David, diğer yanındaki adam Anthony ile aynı fikirdeydi.
"Ben de öyle düşünüyorum."
"Kahretsin. Bahse girmek ister misiniz? Öldüğüne on yemek biletine bahse girerim."
"O zaman ben de ölmediğine bahse giriyorum."
"Ben de."
"Beşer yemek bileti yapalım bahisi."
Birbirlerine bakarak sırıttılar. Sınıftaki diğer öğrenciler tatsız bir şekilde önlerine baktılar. Nasılsa ne düşündükleri önemli değildi, David'in kötülüğü çok ileri gitmişti. Başkalarının hayatlarına bu kadar kolayca bahis oynayabiliyor olması inanılmazdı. Yine de ona açıkça meydan okumaya cesaret eden kimse yoktu.
Bazılarını sessiz tutan, onun sadece davranışı değildi. David daha iyi becerilere sahipti ve onlardan çok daha yüksek statüdeki bir evden geliyordu. Ancak çoğu öğrenci genellikle başkalarının işlerine aldırış etmezdi. David'in grubu sınıfta birini öldürmeye çalışana kadar hareket etmeyecek türdendiler. Geri kalan öğrenciler zayıftı ve hedef alınma korkusundan dolayı Frey'den kaçınırlardı. Hatta bazıları Frey orada olduğu için minnettardı. Yoksa kendileri David'in kurbanı olabilirlerdi.

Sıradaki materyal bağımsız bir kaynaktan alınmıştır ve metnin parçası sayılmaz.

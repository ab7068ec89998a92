use std::io::Read;
use std::path::PathBuf;

use classroom_renderer::assistant::{LearnMoreRequest, SummaryRequest};
use classroom_renderer::embed::{AttachmentIcon, is_embeddable};
use classroom_renderer::markup::{Flavor, Renderer};
use classroom_renderer::types::{Attachment, AttachmentType, CardViewMode};
use classroom_renderer::{Feed, Resolver, ViewerConfig, render_week_page};
use clap::{Parser, Subcommand};
use miette::{IntoDiagnostic, Result};

#[derive(Parser)]
#[command(version, about = "Classroom - readable archive of a classroom stream", long_about = None)]
#[command(propagate_version = true)]
struct Cli {
    /// Card layout for week pages
    #[arg(long, global = true, env = "CLASSROOM_CARD_VIEW")]
    view: Option<CardViewMode>,

    /// Link out instead of guessing an iframe for declared videos
    #[arg(long, global = true)]
    strict: bool,

    #[command(subcommand)]
    command: Commands,
}

#[derive(Subcommand)]
enum Commands {
    /// Decide how an attachment URL would be previewed
    Resolve {
        url: String,

        /// Attachment title (defaults to the URL)
        #[arg(long)]
        title: Option<String>,

        /// Declared attachment type
        #[arg(long = "type", default_value = "LINK")]
        kind: AttachmentType,

        /// Print the decision as JSON
        #[arg(long)]
        json: bool,
    },
    /// Render post markup to HTML (reads stdin when no file is given)
    Render {
        file: Option<PathBuf>,

        /// Use the assistant flavor
        #[arg(long)]
        assistant: bool,
    },
    /// List the weeks in a feed
    Weeks { feed: PathBuf },
    /// Write one HTML page per week
    Export {
        feed: PathBuf,
        dest: PathBuf,

        /// Only export this week
        #[arg(long)]
        week: Option<String>,
    },
    /// Print the request the summary service would receive for a week
    Prompt {
        feed: PathBuf,
        week: String,

        /// Ask about a topic instead of summarizing the week
        #[arg(long)]
        topic: Option<String>,
    },
}

fn main() -> Result<()> {
    init_miette();
    tracing_subscriber::fmt()
        .with_env_filter(
            tracing_subscriber::EnvFilter::try_from_default_env()
                .unwrap_or_else(|_| tracing_subscriber::EnvFilter::new("warn")),
        )
        .with_writer(std::io::stderr)
        .init();

    let cli = Cli::parse();

    let mut config = ViewerConfig::from_env()?;
    if let Some(view) = cli.view {
        config.card_view = view;
    }
    if cli.strict {
        config.strict_embeds = true;
    }

    match cli.command {
        Commands::Resolve {
            url,
            title,
            kind,
            json,
        } => resolve(&config.resolver(), url, title, kind, json),
        Commands::Render { file, assistant } => {
            let flavor = if assistant {
                Flavor::Assistant
            } else {
                Flavor::Content
            };
            render(file, flavor, &config)
        }
        Commands::Weeks { feed } => list_weeks(feed),
        Commands::Export { feed, dest, week } => export(feed, dest, week, &config),
        Commands::Prompt { feed, week, topic } => prompt(feed, &week, topic),
    }
}

fn resolve(
    resolver: &Resolver,
    url: String,
    title: Option<String>,
    kind: AttachmentType,
    json: bool,
) -> Result<()> {
    let title = title.unwrap_or_else(|| url.clone());
    let attachment = Attachment::new(kind, title, url);
    let decision = resolver.resolve(&attachment);

    if json {
        let out = serde_json::json!({
            "kind": decision.kind,
            "resolvedUrl": decision.resolved_url,
            "icon": AttachmentIcon::for_attachment(&attachment).as_str(),
            "embeddable": is_embeddable(attachment.kind),
        });
        println!("{}", serde_json::to_string_pretty(&out).into_diagnostic()?);
    } else {
        println!("{} {}", decision.kind, decision.resolved_url);
    }
    Ok(())
}

fn render(file: Option<PathBuf>, flavor: Flavor, config: &ViewerConfig) -> Result<()> {
    let text = match file {
        Some(path) => std::fs::read_to_string(&path).into_diagnostic()?,
        None => {
            let mut buf = String::new();
            std::io::stdin().read_to_string(&mut buf).into_diagnostic()?;
            buf
        }
    };
    let classes = match flavor {
        Flavor::Content => config.content_classes.clone(),
        Flavor::Assistant => config.assistant_classes.clone(),
    };
    println!("{}", Renderer::new(flavor).with_classes(classes).render(&text));
    Ok(())
}

fn list_weeks(path: PathBuf) -> Result<()> {
    let feed = Feed::load(&path)?;
    if feed.is_empty() {
        println!("No weeks in {}", path.display());
        return Ok(());
    }
    for week in feed.weeks() {
        println!(
            "{}  {}  ({} items, {} assignments)",
            week.key,
            week.title(),
            week.items.len(),
            week.assignments().count()
        );
    }
    Ok(())
}

fn export(path: PathBuf, dest: PathBuf, only: Option<String>, config: &ViewerConfig) -> Result<()> {
    let feed = Feed::load(&path)?;
    let weeks = match only {
        Some(key) => vec![feed.require_week(&key)?],
        None => feed.weeks().collect(),
    };

    std::fs::create_dir_all(&dest).into_diagnostic()?;
    let start = std::time::Instant::now();
    for week in &weeks {
        let _span = tracing::info_span!("export_week", week = week.key).entered();
        let html = render_week_page(week, None, config).into_diagnostic()?;
        let out = dest.join(format!("{}.html", week.key));
        std::fs::write(&out, html).into_diagnostic()?;
        tracing::debug!(path = %out.display(), items = week.items.len(), "wrote week page");
    }

    println!(
        "✓ Exported {} week(s) in {:.2}s",
        weeks.len(),
        start.elapsed().as_secs_f64()
    );
    println!("✓ Output: {}", dest.display());
    Ok(())
}

fn prompt(path: PathBuf, key: &str, topic: Option<String>) -> Result<()> {
    let feed = Feed::load(&path)?;
    let week = feed.require_week(key)?;

    match topic {
        Some(topic) => {
            let request = LearnMoreRequest::new(&topic, week.items.iter().copied())?;
            print!("{}", request.prompt());
        }
        None => {
            let request = SummaryRequest::for_week(&week);
            println!("{}", request.prompt());
            println!("Response schema:");
            println!(
                "{}",
                serde_json::to_string_pretty(&SummaryRequest::response_schema())
                    .into_diagnostic()?
            );
        }
    }
    Ok(())
}

fn init_miette() {
    miette::set_hook(Box::new(|_| {
        Box::new(
            miette::MietteHandlerOpts::new()
                .terminal_links(true)
                .with_cause_chain()
                .color(true)
                .context_lines(5)
                .tab_width(2)
                .break_words(true)
                .build(),
        )
    }))
    .expect("couldn't set the miette hook");
    miette::set_panic_hook();
}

O an kapı açıldı, David'in dikkati hemen kapıya yöneldi. Sınıfa yakışıklı bir adam girdi. Düzgün figürü ve sakin ifadesi kayıtsızlığını ortaya seriyordu. Gerçi şimdi böyle boş düşüncelerin zamanı değildi.
'Bu Frey değil mi?'
Eşsiz, soluk gri saçları olmasaydı neredeyse onu tanımıyordu.
"Ne?"
"Bu Frey, değil mi?"
Diğer öğrenciler de kendi aralarında sohbet etti. Frey'in ani değişimiyle şaşkına dönen tek kişi David değildi.
Frey sınıfta göz gezdirdi ve yavaşça David'le göz teması kurdu. Kısa bir süre, bakışları birbirine kilitlendi. David, Frey'in ifadesinin her zamanki gibi dehşet dolu olacağını düşündü, ama değildi. Dün gece ne olduğunu bilmiyordu, ama insan doğası bu kadar kolay değişmezdi.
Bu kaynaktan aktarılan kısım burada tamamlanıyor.